Tutto nero? Per fortuna no. Più di uno dei ragazzi intervistati ammette che è difficile guardare il porno senza porsi la questione di chi siano queste “attrici”, e che anche se lo fanno “per scelta”, si portano dietro qualche trauma infantile che le rende così fragili, affermano Thomas e Amir. E che molto spesso si capisce che le ragazze sono lì solo per bisogno o perché costrette, e per quanto fingano, gli si legge negli occhi che provano angoscia, disgusto e paura, e allora è impossibile eccitarsi. Per masturbarsi con la pornografia, dice ad esempio Alex “bisogna reprimere il pensiero che le ragazze siano persone reali, altrimenti non si riesce a guardare”; e a proposito degli attori maschili aggiunge “Vogliono dominare per compensare la propria scarsa autostima”.
Tobias è molto amaro: “Il porno ha distrutto parti di me. Me ne accorgo quando sono stanco, e il mio cervello va subito lì. Ho imparato cose che non avrei mai voluto sapere, ma che non riesco a eliminare dalla testa”. Robin sostiene che se ci fosse un filtro per impedire ai minorenni di consumare pornografia “si potrebbe salvare un’intera generazione. Dobbiamo problematizzare la pornografia senza farci passare per dei repressori della sessualità”. Per concludere, l’importante considerazione di Tobias: “Come possiamo pensare di sradicare sessismo e stupri senza sradicare la pornografia?”. Una bella domanda retorica, oltre che politica. Speriamo che la Svezia riesca a essere, anche su questo forte tema politico, un passo avanti rispetto alle altre nazioni.

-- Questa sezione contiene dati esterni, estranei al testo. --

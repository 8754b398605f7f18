//! Bridges the synchronous `impl_registry!` factory signature to the
//! adapters' async connection constructors.
//!
//! Provider resolution happens once at startup, off the hot path, so
//! blocking the calling thread for the duration of a connection handshake
//! is an acceptable trade. Requires a multi-threaded Tokio runtime, since
//! `block_in_place` panics on a current-thread one.

pub(crate) fn run<F: std::future::Future>(future: F) -> F::Output {
    tokio::task::block_in_place(|| tokio::runtime::Handle::current().block_on(future))
}
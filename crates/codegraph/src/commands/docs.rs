use std::path::{Path, PathBuf};

use codegraph_application::document_pipeline::{chunk_markdown, extract_title, scan_markdown_files, DocumentPipeline};
use codegraph_application::{DriftDetector, DriftInput};
use codegraph_application::ProjectManager;
use codegraph_domain::entities::Document;
use codegraph_domain::ports::RelationalStore;
use codegraph_domain::value_objects::{DocumentId, Language};
use codegraph_resolver::SymbolRegistry;
use codegraph_utils::TokenCounter;
use serde_json::json;

use crate::cli::DocsCommand;
use crate::context::AppContext;

pub async fn run(ctx: &AppContext, command: DocsCommand) -> anyhow::Result<()> {
    match command {
        DocsCommand::Index { path, project, doc_type, force } => index(ctx, path, project, doc_type, force).await,
        DocsCommand::Drift { project, document, entity } => drift(ctx, project, document, entity).await,
        DocsCommand::List { project, drifted, json } => list(ctx, project, drifted, json).await,
        DocsCommand::Links { document, entity, project } => links(ctx, document, entity, project).await,
        DocsCommand::Show { path, project, chunks } => show(ctx, path, project, chunks).await,
    }
}

async fn index(ctx: &AppContext, path: PathBuf, project: String, doc_type: String, force: bool) -> anyhow::Result<()> {
    let _ = doc_type;
    let pipeline = DocumentPipeline::new(ctx.relational.clone(), ctx.vector.clone(), ctx.embedder.clone(), ctx.llm.clone());
    let registry = build_symbol_registry(ctx, &project).await?;
    let counter = TokenCounter::new();

    let mut indexed = 0usize;
    for file in scan_markdown_files(&path) {
        let relative = file.strip_prefix(&path).unwrap_or(&file).to_path_buf();
        let content = std::fs::read_to_string(&file)?;
        let content_hash = codegraph_utils::sha256_hex(&content);

        if !force {
            if let Some(existing) = ctx.relational.document_by_path(&project, &relative.to_string_lossy()).await? {
                if existing.content_hash == content_hash {
                    continue;
                }
            }
        }

        let document = Document {
            id: DocumentId::from_name(&format!("{project}:{}", relative.to_string_lossy())),
            project_name: project.clone(),
            file_path: relative.clone(),
            title: extract_title(&content, &relative),
            content_hash,
        };

        let chunks = chunk_markdown(&content, document.id, &project, &counter, ctx.config.indexing.chunk_max_tokens, ctx.config.indexing.chunk_overlap_tokens);
        let chunks = pipeline.reindex_document(&document, chunks).await?;

        for chunk in &chunks {
            pipeline.establish_links(chunk, &registry, &project).await?;
        }

        indexed += 1;
        println!("indexed {}", relative.display());
    }

    println!("{indexed} document(s) indexed");
    Ok(())
}

async fn drift(ctx: &AppContext, project: String, document: Option<String>, entity: Option<String>) -> anyhow::Result<()> {
    let manager = ProjectManager::new(ctx.graph.clone(), ctx.vector.clone(), ctx.relational.clone());
    let Some(detail) = manager.get_project(&project).await? else {
        anyhow::bail!("no such project: {project}");
    };
    let detector = DriftDetector::new(ctx.llm.clone(), ctx.relational.clone(), ctx.config.tuning.drift.get("max_parallel").and_then(|v| v.as_integer()).map_or(1, |n| n as usize));

    let documents = match &document {
        Some(path) => ctx.relational.document_by_path(&project, path).await?.into_iter().collect(),
        None => ctx.relational.documents_for_project(&project).await?,
    };

    let mut analyzed = 0usize;
    for doc in documents {
        for chunk in ctx.relational.chunks_for_document(doc.id).await? {
            for link in ctx.relational.links_for_chunk(chunk.id).await? {
                if let Some(wanted) = &entity {
                    if &link.entity_qn != wanted {
                        continue;
                    }
                }

                let Some((kind, file_path, language, code_content)) = fetch_entity_code(ctx, &detail.root_path, &link.entity_qn).await? else {
                    continue;
                };

                let result = detector
                    .analyze(DriftInput {
                        chunk_id: chunk.id,
                        doc_path: &doc.file_path.to_string_lossy(),
                        entity_qn: &link.entity_qn,
                        entity_kind: &kind,
                        file_path: &file_path,
                        doc_excerpt: &chunk.content,
                        doc_hash: &chunk.content_hash,
                        code_content: &code_content,
                        code_hash: &codegraph_utils::sha256_hex(&code_content),
                        language,
                        trigger: "manual",
                    })
                    .await?;

                if let Some(analysis) = result {
                    analyzed += 1;
                    println!("{}\t{}\t{:?}\t{:.2}", doc.file_path.display(), link.entity_qn, analysis.drift_severity, analysis.drift_score);
                }
            }
        }
    }

    println!("{analyzed} drift analysis/analyses recorded");
    Ok(())
}

async fn list(ctx: &AppContext, project: String, drifted: bool, as_json: bool) -> anyhow::Result<()> {
    let documents = ctx.relational.documents_for_project(&project).await?;

    for doc in documents {
        let is_drifted = if drifted {
            let chunks = ctx.relational.chunks_for_document(doc.id).await?;
            chunks.iter().any(|c| !matches!(c.drift_status, codegraph_domain::entities::DriftStatus::Aligned | codegraph_domain::entities::DriftStatus::Unknown))
        } else {
            true
        };
        if !is_drifted {
            continue;
        }

        if as_json {
            println!("{}", json!({ "file_path": doc.file_path, "title": doc.title, "content_hash": doc.content_hash }));
        } else {
            println!("{}\t{}", doc.file_path.display(), doc.title);
        }
    }
    Ok(())
}

async fn links(ctx: &AppContext, document: Option<String>, entity: Option<String>, project: Option<String>) -> anyhow::Result<()> {
    let Some(project) = project else {
        anyhow::bail!("--project is required");
    };

    let documents = match &document {
        Some(path) => ctx.relational.document_by_path(&project, path).await?.into_iter().collect(),
        None => ctx.relational.documents_for_project(&project).await?,
    };

    for doc in documents {
        for chunk in ctx.relational.chunks_for_document(doc.id).await? {
            for link in ctx.relational.links_for_chunk(chunk.id).await? {
                if let Some(wanted) = &entity {
                    if &link.entity_qn != wanted {
                        continue;
                    }
                }
                println!("{}\t{}\t{:?}\t{:.2}", doc.file_path.display(), link.entity_qn, link.link_type, link.confidence);
            }
        }
    }
    Ok(())
}

async fn show(ctx: &AppContext, path: String, project: String, chunks: bool) -> anyhow::Result<()> {
    let Some(document) = ctx.relational.document_by_path(&project, &path).await? else {
        anyhow::bail!("no such document: {path}");
    };

    if !chunks {
        println!("{}\t{}", document.file_path.display(), document.title);
        return Ok(());
    }

    for chunk in ctx.relational.chunks_for_document(document.id).await? {
        println!("--- {} (lines {}-{}) ---", chunk.heading_path.join(" / "), chunk.start_line, chunk.end_line);
        println!("{}", chunk.content);
    }
    Ok(())
}

async fn build_symbol_registry(ctx: &AppContext, project: &str) -> anyhow::Result<SymbolRegistry> {
    let rows = ctx
        .graph
        .execute(
            "MATCH (n) WHERE n.project_name = $project AND (n:Class OR n:Function OR n:Method) RETURN n.qualified_name AS qn, n.kind AS kind",
            json!({ "project": project }),
        )
        .await?;

    let mut registry = SymbolRegistry::new();
    for row in rows {
        let (Some(qn), Some(kind)) = (row.get_str("qn"), row.get_str("kind")) else { continue };
        let kind: codegraph_resolver::Kind = match kind {
            "class" => "class",
            "method" => "method",
            _ => "function",
        };
        registry.register(qn, kind);
    }
    Ok(registry)
}

/// Read the linked entity's current source text off disk, using the
/// project's root path plus the entity's recorded file/line range.
async fn fetch_entity_code(ctx: &AppContext, project_root: &str, entity_qn: &str) -> anyhow::Result<Option<(String, String, Language, String)>> {
    let rows = ctx
        .graph
        .execute(
            "MATCH (n {qualified_name: $qn}) RETURN n.kind AS kind, n.file_path AS file_path, n.start_line AS start_line, n.end_line AS end_line",
            json!({ "qn": entity_qn }),
        )
        .await?;
    let Some(row) = rows.first() else {
        return Ok(None);
    };
    let kind = row.get_str("kind").unwrap_or("function").to_owned();
    let Some(file_path) = row.get_str("file_path") else {
        return Ok(None);
    };
    let start_line = row.get_i64("start_line").unwrap_or(1).max(1) as usize;
    let end_line = row.get_i64("end_line").unwrap_or(start_line as i64).max(start_line as i64) as usize;

    let full_path = Path::new(project_root).join(file_path);
    let Ok(content) = std::fs::read_to_string(&full_path) else {
        return Ok(None);
    };
    let language = Language::from_extension(full_path.extension().and_then(|e| e.to_str()).unwrap_or_default()).unwrap_or(Language::Python);
    let excerpt: String = content.lines().skip(start_line.saturating_sub(1)).take(end_line.saturating_sub(start_line) + 1).collect::<Vec<_>>().join("\n");

    Ok(Some((kind, file_path.to_owned(), language, excerpt)))
}
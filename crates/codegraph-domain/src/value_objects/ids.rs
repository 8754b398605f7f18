//! Strong-typed UUID identifiers for persisted domain entities.

define_id!(ProjectId, "Strong typed identifier for an indexed project");
define_id!(DocumentId, "Strong typed identifier for a documentation file");
define_id!(ChunkId, "Strong typed identifier for a code or document chunk");
define_id!(LinkId, "Strong typed identifier for a document-to-code link");
define_id!(DriftId, "Strong typed identifier for a drift analysis record");
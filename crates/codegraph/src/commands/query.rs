use codegraph_application::vector_indexer::CODE_CHUNKS_COLLECTION;
use codegraph_domain::ports::{ChatMessage, PayloadFilter};
use serde_json::json;

use crate::context::AppContext;

pub async fn run(ctx: &AppContext, question: String, project: Option<String>, limit: usize, verbose: bool) -> anyhow::Result<()> {
    let vector = ctx.embedder.embed(&question).await?;
    let filter = project.map(|name| PayloadFilter::eq("project_name", name));
    let hits = ctx.vector.search(CODE_CHUNKS_COLLECTION, &vector, limit, filter).await?;

    if hits.is_empty() {
        println!("no indexed code matched this question");
        return Ok(());
    }

    let mut context = String::new();
    for hit in &hits {
        let file_path = hit.payload.get("file_path").and_then(|v| v.as_str()).unwrap_or("?");
        let name = hit.payload.get("entity_name").and_then(|v| v.as_str()).unwrap_or("?");
        if verbose {
            eprintln!("matched {file_path} ({name}), score {:.3}", hit.score);
        }

        let excerpt = fetch_entity_excerpt(ctx, file_path, name).await.unwrap_or_default();
        context.push_str(&format!("--- {file_path} ({name}) ---\n{excerpt}\n\n"));
    }

    let messages = vec![
        ChatMessage::system("Answer the question using only the provided code excerpts. If they don't contain the answer, say so."),
        ChatMessage::user(format!("Question: {question}\n\nCode excerpts:\n{context}")),
    ];
    let answer = ctx.llm.complete(&messages, Some(1024), Some(0.2)).await?;
    println!("{answer}");
    Ok(())
}

/// The matched entity's signature and docstring, read back from the graph
/// (the vector store only carries search metadata, not the code body).
async fn fetch_entity_excerpt(ctx: &AppContext, file_path: &str, name: &str) -> anyhow::Result<String> {
    let rows = ctx
        .graph
        .execute(
            "MATCH (n {file_path: $file_path, name: $name}) RETURN n.signature AS signature, n.docstring AS docstring LIMIT 1",
            json!({ "file_path": file_path, "name": name }),
        )
        .await?;
    let Some(row) = rows.first() else {
        return Ok(String::new());
    };
    let signature = row.get_str("signature").unwrap_or_default();
    let docstring = row.get_str("docstring").unwrap_or_default();
    Ok(format!("{signature}\n{docstring}"))
}
//! Registers [`PostgresStore`] as the `"postgres"` relational store
//! provider.
//!
//! [`PostgresStore`]: codegraph_infrastructure::adapters::PostgresStore

use std::sync::Arc;

use codegraph_domain::ports::RelationalStore;
use codegraph_domain::registry::{RelationalStoreProviderConfig, RelationalStoreProviderEntry, RELATIONAL_STORE_PROVIDERS};
use codegraph_infrastructure::adapters::PostgresStore;

fn build(config: &RelationalStoreProviderConfig) -> Result<Arc<dyn RelationalStore>, String> {
    let connection_string = config.connection_string.as_deref().ok_or("relational store provider \"postgres\" requires `connection_string`")?;

    let store = crate::blocking::run(PostgresStore::connect_with_max_connections(connection_string, config.max_connections)).map_err(|err| err.to_string())?;
    Ok(Arc::new(store))
}

#[linkme::distributed_slice(RELATIONAL_STORE_PROVIDERS)]
static POSTGRES_RELATIONAL_STORE_PROVIDER: RelationalStoreProviderEntry =
    RelationalStoreProviderEntry { name: "postgres", description: "Postgres relational store (sqlx)", build };
//! Embedding provider port: turns chunk text into vectors for the vector
//! store, per §6.

use async_trait::async_trait;

use crate::error::Result;

/// A function invoked after each item of a batch completes, given the
/// number of items embedded so far and the batch's total size.
pub type EmbedProgress<'a> = &'a (dyn Fn(usize, usize) + Send + Sync);

/// An embedding backend.
#[async_trait]
pub trait EmbeddingProvider: Send + Sync {
    /// The dimensionality of vectors this provider produces.
    fn dimensions(&self) -> usize;

    /// Embed a single piece of text.
    async fn embed(&self, text: &str) -> Result<Vec<f32>>;

    /// Embed a batch of texts, preserving input order. Implementations
    /// bound concurrency internally (`indexing.max_concurrent_requests`)
    /// and retry rate-limited calls per [`crate::constants::retry`].
    async fn embed_batch(&self, texts: &[String], progress: Option<EmbedProgress<'_>>) -> Result<Vec<Vec<f32>>>;
}
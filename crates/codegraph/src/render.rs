//! Terminal rendering. The application layer explicitly leaves progress and
//! result rendering to the CLI (see `ProgressEvent`'s doc comment); this is
//! that renderer.

use codegraph_application::{ProgressEvent, Stage};

fn stage_label(stage: Stage) -> &'static str {
    match stage {
        Stage::Scanning => "scanning",
        Stage::Parsing => "parsing",
        Stage::GraphBuilding => "building graph",
        Stage::Summarizing => "summarizing",
        Stage::Metadata => "regenerating metadata",
        Stage::Embedding => "embedding",
        Stage::Completed => "completed",
        Stage::Failed => "failed",
    }
}

/// Print one progress event to stderr, so piped stdout stays clean for
/// machine-readable command output (`--json` flags).
pub fn print_progress(event: &ProgressEvent) {
    match event {
        ProgressEvent::StageStarted { stage } => eprintln!("==> {}", stage_label(*stage)),
        ProgressEvent::StageProgress { stage, done, total } => {
            if *total > 0 {
                eprintln!("    {} {done}/{total}", stage_label(*stage));
            }
        }
        ProgressEvent::StageCompleted { stage } => eprintln!("==> {} done", stage_label(*stage)),
        ProgressEvent::StageFailed { stage, message } => eprintln!("==> {} failed: {message}", stage_label(*stage)),
    }
}

#[cfg(test)]
mod tests {
    use super::*;

    #[test]
    fn every_stage_has_a_label() {
        for stage in [Stage::Scanning, Stage::Parsing, Stage::GraphBuilding, Stage::Summarizing, Stage::Metadata, Stage::Embedding, Stage::Completed, Stage::Failed] {
            assert!(!stage_label(stage).is_empty());
        }
    }
}
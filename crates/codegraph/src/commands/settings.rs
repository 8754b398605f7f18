use crate::context::AppContext;

/// Print the effective configuration (secrets are a separate type entirely
/// and never touch `AppConfig`, so there is nothing to redact here).
pub fn run(ctx: &AppContext) -> anyhow::Result<()> {
    let toml = toml::to_string_pretty(&ctx.config)?;
    print!("{toml}");
    Ok(())
}
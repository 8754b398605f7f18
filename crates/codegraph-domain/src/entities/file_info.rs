//! `FileInfo`: an immutable record of one scanned source file.

use std::path::PathBuf;

use serde::{Deserialize, Serialize};
use sha2::{Digest, Sha256};

use crate::value_objects::Language;

/// Metadata for one file discovered by the scanner.
///
/// Immutable by construction — a change on disk produces a new `FileInfo`
/// with a different `content_hash`, it never mutates an existing one.
#[derive(Debug, Clone, PartialEq, Eq, Serialize, Deserialize)]
pub struct FileInfo {
    /// Absolute filesystem path.
    pub absolute_path: PathBuf,
    /// Path relative to the scan root.
    pub relative_path: PathBuf,
    /// Detected source language.
    pub language: Language,
    /// SHA-256 hex digest of the file's bytes.
    pub content_hash: String,
    /// Size in bytes.
    pub size_bytes: u64,
    /// Number of lines (count of `\n` plus one for a non-empty file with no
    /// trailing newline).
    pub line_count: usize,
}

impl FileInfo {
    /// Build a `FileInfo` from file bytes already read off disk.
    #[must_use]
    pub fn from_bytes(
        absolute_path: PathBuf,
        relative_path: PathBuf,
        language: Language,
        bytes: &[u8],
    ) -> Self {
        let content_hash = hex::encode(Sha256::digest(bytes));
        let line_count = count_lines(bytes);
        Self {
            absolute_path,
            relative_path,
            language,
            content_hash,
            size_bytes: bytes.len() as u64,
            line_count,
        }
    }
}

fn count_lines(bytes: &[u8]) -> usize {
    if bytes.is_empty() {
        return 0;
    }
    let newlines = bytes.iter().filter(|&&b| b == b'\n').count();
    if bytes.last() == Some(&b'\n') {
        newlines
    } else {
        newlines + 1
    }
}

#[cfg(test)]
mod tests {
    use super::*;

    #[test]
    fn hash_is_deterministic_sha256() {
        let a = FileInfo::from_bytes(
            "/abs/a.py".into(),
            "a.py".into(),
            Language::Python,
            b"x = 1\n",
        );
        let b = FileInfo::from_bytes(
            "/abs/b.py".into(),
            "b.py".into(),
            Language::Python,
            b"x = 1\n",
        );
        assert_eq!(a.content_hash, b.content_hash);
    }

    #[test]
    fn line_count_handles_missing_trailing_newline() {
        let f = FileInfo::from_bytes("/a".into(), "a".into(), Language::Python, b"a\nb\nc");
        assert_eq!(f.line_count, 3);
        let f = FileInfo::from_bytes("/a".into(), "a".into(), Language::Python, b"a\nb\nc\n");
        assert_eq!(f.line_count, 3);
        let f = FileInfo::from_bytes("/a".into(), "a".into(), Language::Python, b"");
        assert_eq!(f.line_count, 0);
    }
}
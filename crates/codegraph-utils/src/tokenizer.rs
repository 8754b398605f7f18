//! Token counting for the indexing pipeline's token-aware chunking.
//!
//! Uses `cl100k_base`, the same BPE used by OpenAI's embedding and chat
//! models, so `chunk_max_tokens`/`chunk_overlap_tokens` budgets line up
//! with what the embedding provider actually bills and truncates on.

use tiktoken_rs::CoreBPE;

/// A reusable BPE token counter.
///
/// Construction loads the `cl100k_base` merge table, so callers should
/// build one `TokenCounter` per pipeline run rather than per chunk.
pub struct TokenCounter {
    bpe: CoreBPE,
}

impl TokenCounter {
    /// Load the `cl100k_base` encoder.
    ///
    /// # Panics
    ///
    /// Panics if the bundled merge table fails to load, which would
    /// indicate a corrupted `tiktoken-rs` install rather than a runtime
    /// condition callers can recover from.
    #[must_use]
    pub fn new() -> Self {
        let bpe = tiktoken_rs::cl100k_base().expect("cl100k_base BPE table must load");
        Self { bpe }
    }

    /// Number of tokens `text` encodes to.
    #[must_use]
    pub fn count(&self, text: &str) -> usize {
        self.bpe.encode_with_special_tokens(text).len()
    }

    /// Split `text` into line-wise sub-chunks so that each encodes to at
    /// most `max_tokens` tokens, carrying the last `overlap_tokens` worth
    /// of lines from the end of each chunk into the start of the next.
    ///
    /// Returns a single-element vector unchanged if `text` already fits.
    #[must_use]
    pub fn split_with_overlap(&self, text: &str, max_tokens: usize, overlap_tokens: usize) -> Vec<String> {
        if self.count(text) <= max_tokens {
            return vec![text.to_owned()];
        }

        let lines: Vec<&str> = text.lines().collect();
        let mut chunks = Vec::new();
        let mut current: Vec<&str> = Vec::new();
        let mut current_tokens = 0usize;
        let mut idx = 0usize;

        while idx < lines.len() {
            let line = lines[idx];
            let line_tokens = self.count(line);

            if !current.is_empty() && current_tokens + line_tokens > max_tokens {
                chunks.push(current.join("\n"));
                if current.len() == 1 && current_tokens > max_tokens {
                    // `current` is a single line that alone exceeds the budget
                    // (e.g. a minified bundle). Carrying it over would just
                    // regenerate the same over-budget chunk forever, so drop
                    // it and let the next line start a fresh chunk.
                    current = Vec::new();
                    current_tokens = 0;
                } else {
                    current = carry_over(&current, overlap_tokens, |s| self.count(s));
                    current_tokens = current.iter().map(|s| self.count(s)).sum();
                }
                continue;
            }

            current.push(line);
            current_tokens += line_tokens;
            idx += 1;
        }

        if !current.is_empty() {
            chunks.push(current.join("\n"));
        }

        chunks
    }
}

impl Default for TokenCounter {
    fn default() -> Self {
        Self::new()
    }
}

/// Return the trailing lines of `lines` whose combined token count is
/// closest to (without exceeding) `overlap_tokens`, read from the end.
fn carry_over<'a>(lines: &[&'a str], overlap_tokens: usize, count: impl Fn(&str) -> usize) -> Vec<&'a str> {
    let mut carried = Vec::new();
    let mut total = 0usize;

    for line in lines.iter().rev() {
        let tokens = count(line);
        if total + tokens > overlap_tokens && !carried.is_empty() {
            break;
        }
        carried.push(*line);
        total += tokens;
    }

    carried.reverse();
    carried
}

#[cfg(test)]
mod tests {
    use super::*;

    #[test]
    fn fits_in_one_chunk_when_under_budget() {
        let counter = TokenCounter::new();
        let chunks = counter.split_with_overlap("fn main() {}", 1000, 100);
        assert_eq!(chunks.len(), 1);
        assert_eq!(chunks[0], "fn main() {}");
    }

    #[test]
    fn splits_long_text_into_multiple_chunks_under_the_limit() {
        let counter = TokenCounter::new();
        let body: String = (0..500).map(|i| format!("let line_{i} = {i};\n")).collect();
        let chunks = counter.split_with_overlap(&body, 50, 10);

        assert!(chunks.len() > 1);
        for chunk in &chunks {
            assert!(counter.count(chunk) <= 50 + 10, "chunk exceeded budget plus carry-over slack");
        }
    }

    #[test]
    fn oversized_single_line_followed_by_another_line_does_not_hang() {
        let counter = TokenCounter::new();
        let giant_line: String = (0..2000).map(|i| format!("token_{i} ")).collect();
        let body = format!("{giant_line}\ntrailing line\n");

        let chunks = counter.split_with_overlap(&body, 50, 10);

        assert!(chunks.len() >= 2);
        assert!(chunks.iter().any(|c| c.contains("trailing line")));
    }

    #[test]
    fn consecutive_chunks_share_carried_over_lines() {
        let counter = TokenCounter::new();
        let body: String = (0..200).map(|i| format!("value_{i}\n")).collect();
        let chunks = counter.split_with_overlap(&body, 30, 15);

        assert!(chunks.len() >= 2);
        let first_last_line = chunks[0].lines().last().unwrap();
        assert!(chunks[1].lines().any(|line| line == first_last_line));
    }
}
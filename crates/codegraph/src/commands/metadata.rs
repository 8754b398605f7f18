use codegraph_application::{MetadataGenerator, ProjectManager};
use codegraph_domain::entities::Project;
use codegraph_domain::ports::RelationalStore;
use serde_json::json;

use crate::cli::MetadataCommand;
use crate::context::AppContext;

pub async fn run(ctx: &AppContext, command: MetadataCommand) -> anyhow::Result<()> {
    match command {
        MetadataCommand::Show { name, json: as_json } => {
            let Some(metadata) = ctx.relational.latest_project_metadata(&name).await? else {
                anyhow::bail!("no summary generated yet for project \"{name}\"; run `metadata regenerate {name}` first");
            };
            if as_json {
                println!(
                    "{}",
                    json!({
                        "project_name": metadata.project_name,
                        "summary": metadata.summary,
                        "triggered_by": metadata.triggered_by,
                        "generated_at": metadata.generated_at.to_rfc3339(),
                    })
                );
            } else {
                println!("{}", metadata.summary);
            }
        }
        MetadataCommand::Regenerate { name } => {
            let manager = ProjectManager::new(ctx.graph.clone(), ctx.vector.clone(), ctx.relational.clone());
            let Some(detail) = manager.get_project(&name).await? else {
                anyhow::bail!("no such project: {name}");
            };

            let file_count = detail.entity_counts.get("File").copied().unwrap_or(0);
            let top_level_names = top_level_entity_names(ctx, &name).await?;
            let project = detail_to_project(detail);

            let generator = MetadataGenerator::new(ctx.llm.clone(), ctx.relational.clone());
            let metadata = generator.regenerate(&project, file_count, &top_level_names, "manual").await?;
            println!("{}", metadata.summary);
        }
    }
    Ok(())
}

async fn top_level_entity_names(ctx: &AppContext, project_name: &str) -> anyhow::Result<Vec<String>> {
    let rows = ctx
        .graph
        .execute(
            "MATCH (n) WHERE n.project_name = $name AND (n:Class OR n:Function) RETURN n.name AS name LIMIT 50",
            json!({ "name": project_name }),
        )
        .await?;
    Ok(rows.iter().filter_map(|row| row.get_str("name").map(str::to_owned)).collect())
}

fn detail_to_project(detail: codegraph_application::ProjectDetail) -> Project {
    let mut project = Project::new(detail.name, std::path::PathBuf::from(detail.root_path));
    project.last_indexed_at = detail.last_indexed_at.and_then(|raw| chrono::DateTime::parse_from_rfc3339(&raw).ok()).map(|dt| dt.with_timezone(&chrono::Utc));
    project.entity_counts = detail.entity_counts;
    project
}
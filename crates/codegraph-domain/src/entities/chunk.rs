//! `Chunk`: one unit submitted to the embedding provider and upserted to
//! the `code_chunks` vector collection.

use std::path::PathBuf;

use serde::{Deserialize, Serialize};
use sha2::{Digest, Sha256};

use crate::value_objects::{Language, QualifiedName};

/// A chunk of code text ready for embedding.
#[derive(Debug, Clone, PartialEq, Eq, Serialize, Deserialize)]
pub struct Chunk {
    /// Formatted chunk text (signature + docstring + body, or whole file).
    pub content: String,
    /// Path of the source file, relative to the project root.
    pub file_path: PathBuf,
    /// `"class" | "function" | "method" | "file"`.
    pub entity_type: String,
    /// Local name of the entity, or the file stem for whole-file chunks.
    pub entity_name: String,
    /// Source language.
    pub language: Language,
    /// 1-based, inclusive start line.
    pub start_line: usize,
    /// 1-based, inclusive end line.
    pub end_line: usize,
    /// Qualified name of the entity this chunk documents, used as the
    /// graph-node join key (`qualified_name` for sub-chunks, e.g.
    /// `proj.a.Foo.bar_part2`).
    pub graph_node_id: QualifiedName,
    /// SHA-256 hex digest of `content`, used for dedup and "needs update"
    /// checks.
    pub content_hash: String,
    /// Name of the project this chunk belongs to.
    pub project_name: String,
}

impl Chunk {
    /// Build a chunk, computing `content_hash` deterministically from
    /// `content`.
    #[must_use]
    pub fn new(
        content: String,
        file_path: PathBuf,
        entity_type: impl Into<String>,
        entity_name: impl Into<String>,
        language: Language,
        start_line: usize,
        end_line: usize,
        graph_node_id: QualifiedName,
        project_name: impl Into<String>,
    ) -> Self {
        let content_hash = hex::encode(Sha256::digest(content.as_bytes()));
        Self {
            content,
            file_path,
            entity_type: entity_type.into(),
            entity_name: entity_name.into(),
            language,
            start_line,
            end_line,
            graph_node_id,
            content_hash,
            project_name: project_name.into(),
        }
    }
}

#[cfg(test)]
mod tests {
    use super::*;

    #[test]
    fn content_hash_is_deterministic_function_of_content() {
        let qn = QualifiedName::new("proj.a.foo");
        let a = Chunk::new(
            "fn foo() {}".to_owned(),
            "a.rs".into(),
            "function",
            "foo",
            Language::Rust,
            1,
            1,
            qn.clone(),
            "proj",
        );
        let b = Chunk::new(
            "fn foo() {}".to_owned(),
            "b.rs".into(),
            "function",
            "foo",
            Language::Rust,
            5,
            5,
            qn,
            "proj",
        );
        assert_eq!(a.content_hash, b.content_hash);
    }
}
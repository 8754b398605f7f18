//! Concrete implementations of `codegraph_domain::ports` against real
//! backends. Each adapter is a thin transport: statement/query text and
//! batching policy stay in `codegraph-application`, per the ports' own
//! documentation.

pub mod embedding_provider;
pub mod graph_store;
pub mod llm_provider;
pub mod relational_store;
pub mod vector_store;

pub use embedding_provider::OpenAiEmbeddingProvider;
pub use graph_store::Neo4rsGraphStore;
pub use llm_provider::HttpLlmProvider;
pub use relational_store::PostgresStore;
pub use vector_store::QdrantVectorStore;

In ultimo, c’è un aspetto su cui tutti sono unanimemente concordi, giovani e adulti: che in mancanza di altro il porno viene usato come una sorta di corso di educazione sessuale dai ragazzini, e che non hanno nessuno con cui parlare di ciò che vedono e subiscono. E il consiglio che ciascuno dà è: parlate, senza colpevolizzare o fare la morale, ché i giovani sono vittime di questo tritacarne, architettato per vendere materiale hard core a futuri possessori di carta di credito.